Abstract 70P
Background
PIM-1 kinase is a member of the Ser/Thr kinases family, a well-studied therapeutic target for cancer therapy. The overexpression of PIM-1 is associated with prostate and breast cancer progression. Therapeutic targeting of PIM1 disrupts crucial signaling pathways which contributes to cancer growth and resistance to conventional treatments.
Methods
Here, we screened 100 natural compounds with known antioxidant properties to discover potential in inhibitors of PIM-1. Two natural compounds, baicalin, and resveratrol, were investigated for their binding affinity and PIM-1 inhibitory potential using integrated computational and experimental approaches.
Results
Baicalin and resveratrol bind to PIM-1 with a docking score of − 10.2 and − 7.5 kcal/mol, respectively. Subsequently, fluorescence binding studies showed an excellent affinity with Ka values, 5.9 × 105 M− 1 and 1.7 × 107 M− 1 for baicalin and resveratrol, respectively. In addition, baicalin and resveratrol strongly inhibited the kinase activity of PIM-1 with IC50 values of 36.8 μM and 75 μM, respectively. Furthermore, both baicalin and resveratrol suppress the proliferation of cancer cells in a dose-dependent manner, with baicalin’s IC50 value for LNCaP and MDA-MB-231 cells being 34.8 μM and 35.6 μM, respectively, and resveratrol’s being 15.2 μM and 41.6 μM, respectively.
Conclusions
We conclude that baicalin and resveratrol may be considered potent PIM-1 inhibitors, opening promising possibilities for the development of anti-cancer therapy via targeting PIM-1 for prostate and breast cancer.
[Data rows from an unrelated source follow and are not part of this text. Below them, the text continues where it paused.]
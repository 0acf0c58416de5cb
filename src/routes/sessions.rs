use axum::{
    extract::{Path, State},
    Json,
};
use serde::Serialize;
use serde_json::{json, Value};
use uuid::Uuid;

use super::AppState;
use crate::{
    error::AppResult,
    middleware::AuthUser,
    models::{ApiResponse, PlayRequest},
    player::{LoadMoreOutcome, PlayerSession},
};

#[derive(Debug, Serialize)]
#[serde(rename_all = "camelCase")]
pub struct LoadMoreSessionResponse {
    pub outcome: LoadMoreOutcome,
    pub session: PlayerSession,
}

/// Opens (or resumes from cache) the player session for a mood selection
pub async fn enter(
    State(state): State<AppState>,
    AuthUser(user_id): AuthUser,
    Path(mood_id): Path<Uuid>,
) -> AppResult<Json<ApiResponse<PlayerSession>>> {
    let session = state.player.enter(&user_id, mood_id).await?;
    Ok(Json(ApiResponse::ok(session)))
}

pub async fn play(
    State(state): State<AppState>,
    AuthUser(user_id): AuthUser,
    Path(mood_id): Path<Uuid>,
    Json(request): Json<PlayRequest>,
) -> AppResult<Json<ApiResponse<PlayerSession>>> {
    let session = state.player.play(&user_id, mood_id, request.index).await?;
    Ok(Json(ApiResponse::ok(session)))
}

pub async fn pause(
    State(state): State<AppState>,
    AuthUser(user_id): AuthUser,
    Path(mood_id): Path<Uuid>,
) -> Json<ApiResponse<Value>> {
    let cancelled = state.player.pause(&user_id, mood_id);
    Json(ApiResponse::ok(json!({ "timerCancelled": cancelled })))
}

/// Continues the current track without recording another listen
pub async fn resume(
    State(state): State<AppState>,
    AuthUser(user_id): AuthUser,
    Path(mood_id): Path<Uuid>,
) -> AppResult<Json<ApiResponse<PlayerSession>>> {
    let session = state.player.resume(&user_id, mood_id).await?;
    Ok(Json(ApiResponse::ok(session)))
}

pub async fn leave(
    State(state): State<AppState>,
    AuthUser(user_id): AuthUser,
    Path(mood_id): Path<Uuid>,
) -> Json<ApiResponse<Value>> {
    state.player.leave(&user_id, mood_id);
    Json(ApiResponse::ok(json!({ "left": true })))
}

pub async fn load_more(
    State(state): State<AppState>,
    AuthUser(user_id): AuthUser,
    Path(mood_id): Path<Uuid>,
) -> AppResult<Json<ApiResponse<LoadMoreSessionResponse>>> {
    let (outcome, session) = state.player.load_more(&user_id, mood_id).await?;
    Ok(Json(ApiResponse::ok(LoadMoreSessionResponse { outcome, session })))
}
Finally, utilizing natural compounds that offer a safer alternative to drive the development of more potent, specific, and pharmacokinetically optimized derivatives for therapeutic targeting of emerging diseases.
Clinical trial identification
Editorial acknowledgement
Legal entity responsible for the study
Indian Council of Medical Research.
Funding
Indian Council of Medical Research.
Disclosure
The author has declared no conflicts of interest.